He looked pleased. “You used a word that describes everything that I’ve brought in today, which is inevitability. And the inevitability that I respond to is less on the cultural scale than on the melodic scale. The thing about that solo for me is: there’s a certain kind of elusive and very mysterious groove that connects things melodically and rhythmically, that offers a certain kind of resonance or truth or power that you can’t really quantify.” He backed up. “If you talk about what is a great tune or a great solo, there are all these things you can quantify. There’s a million things we could talk about here, harmonically, that are actually fairly specific. We could go to the piano and break them down. I think that has to do with this area you’re talking about, of clashing. Rhythmically, there’s also some really amazing stuff going on there.
“His relationship to time,” Metheny went on, “is the best sort of pushing and pulling, wrestling with it and at the same time, phrase by phrase, making these interesting connections between bass and drums, making it seem like it’s a little bit on top, and then now it’s a little bit behind.” (He held an index finger straight up, and moved it slightly to the right and left, like a bubble in a carpenter’s level.)
“But there’s also this X factor,” he continued. “It’s the sense of each thing leading very naturally to the next thing. He’s letting each idea go to its own natural conclusion. He’s reconciling that with a form, of course, that we all know very well. And he’s following the harmony, but he’s not. It just feels like, ‘why didn’t anybody else do that before?’ And it’s still being absorbed, I think.”
There is a plainspokenness, a natural folk feeling, to Bley’s lines and his harmony, I added. Is the idea of “inevitability” related to that?
“Well, for me,” he answered, “let’s keep jazz as folk music. Let’s not make jazz classical music. Let’s keep it as street music, as people’s everyday-life music. Let’s see jazz musicians continue to use the materials, the tools, the spirit of the actual time that they’re living in as what they build their lives as musicians around.” In vernacular art, he said, he saw an inevitability.
“It’s a cliché, but it’s such a valuable one: something that is the most personal becomes the most universal.”
Next we heard “Seven Steps to Heaven,” performed live by the Miles Davis Quintet—including Herbie Hancock, George Coleman, Ron Carter, and Tony Williams—in 1964. It is fast and confident, even in its improvised coda; Williams’s drum solo crackles like gunfire, and Davis’s solo is coolly imperious.

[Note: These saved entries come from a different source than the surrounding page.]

/***************************************/
/*        3rd party libraries          */
/***************************************/
use serde::Deserialize;
use std::fs;
use std::path::Path;
use std::time::Duration;
use thiserror::Error;

/***************************************/
/*       Public data structures        */
/***************************************/
#[derive(Deserialize, Clone, Debug)]
pub struct Config {
    pub building: BuildingConfig,
    pub elevator: ElevatorConfig,
    #[serde(default)]
    pub generator: GeneratorConfig,
}

#[derive(Deserialize, Clone, Debug)]
pub struct BuildingConfig {
    pub n_floors: u8,
    pub n_elevators: u8,
}

/// Timings in milliseconds.
#[derive(Deserialize, Clone, Debug)]
pub struct ElevatorConfig {
    pub time_between_floors: u64,
    pub passenger_transfer_time: u64,
}

#[derive(Deserialize, Clone, Debug)]
pub struct GeneratorConfig {
    pub request_interval: u64,
    pub seed: Option<u64>,
}

#[derive(Debug, Error)]
pub enum ConfigError {
    #[error("failed to read configuration file: {0}")]
    Io(#[from] std::io::Error),

    #[error("failed to parse configuration file: {0}")]
    Parse(#[from] toml::de::Error),

    #[error("invalid configuration: {0}")]
    Invalid(String),
}

impl ElevatorConfig {
    pub fn time_between_floors(&self) -> Duration {
        Duration::from_millis(self.time_between_floors)
    }

    pub fn passenger_transfer_time(&self) -> Duration {
        Duration::from_millis(self.passenger_transfer_time)
    }
}

impl GeneratorConfig {
    pub fn request_interval(&self) -> Duration {
        Duration::from_millis(self.request_interval)
    }
}

impl Default for GeneratorConfig {
    fn default() -> GeneratorConfig {
        GeneratorConfig {
            request_interval: 1500,
            seed: None,
        }
    }
}

/***************************************/
/*             Public API              */
/***************************************/
pub fn load_config<P: AsRef<Path>>(path: P) -> Result<Config, ConfigError> {
    let config_str = fs::read_to_string(path)?;
    parse_config(&config_str)
}

pub fn parse_config(config_str: &str) -> Result<Config, ConfigError> {
    let config: Config = toml::from_str(config_str)?;
    config.validate()?;
    Ok(config)
}

impl Config {
    pub fn validate(&self) -> Result<(), ConfigError> {
        if self.building.n_floors == 0 {
            return Err(ConfigError::Invalid("n_floors must be at least 1".into()));
        }
        if self.building.n_elevators == 0 {
            return Err(ConfigError::Invalid("n_elevators must be at least 1".into()));
        }
        Ok(())
    }
}

/***************************************/
/*             Unit tests              */
/***************************************/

“This is the first record I ever got,” Metheny said, as a prologue. “I got this when I was eleven. My older brother Mike, who’s a great trumpet player, had a couple of friends who were starting to get interested in jazz. He brought this record home. I always hear ‘jazz is something you really have to learn about, and you develop a taste for it, and da da da,’ that whole rap. But for me, as an eleven-year-old, within thirty seconds of hearing this record”—he snapped his fingers—“I was down for life.”
We listened to it silently. “They were really rushing,” he commented when it finished. “I know Herbie really well and I knew Tony very well too, and I’ve talked with them about what was actually going down that night. They thought it was one of the worst gigs they’d ever done. But I was listening to Tony here. The same way the Bley thing opened up this universe—well, Tony too. It’s such an incredibly fresh way of thinking of time. It sums up so much of what that period was. The world was about to shift.”
He redirected himself. “But what I was going to talk about is Miles’s solo.”
Metheny is absolutely heroic to contemporary jazz students—as a prodigy, an inveterate learner, a language changer, and a bridge between different styles of music. (By his list of recordings and performances, he links in many directions. Here are some of the musicians who are separated from him by one degree: Roy Haynes, Charlie Haden, Derek Bailey, Jaco Pastorius, Joni Mitchell, Jim Hall, David Bowie, Milton Nascimento, Brad Mehldau, Ornette Coleman, Abbey Lincoln.)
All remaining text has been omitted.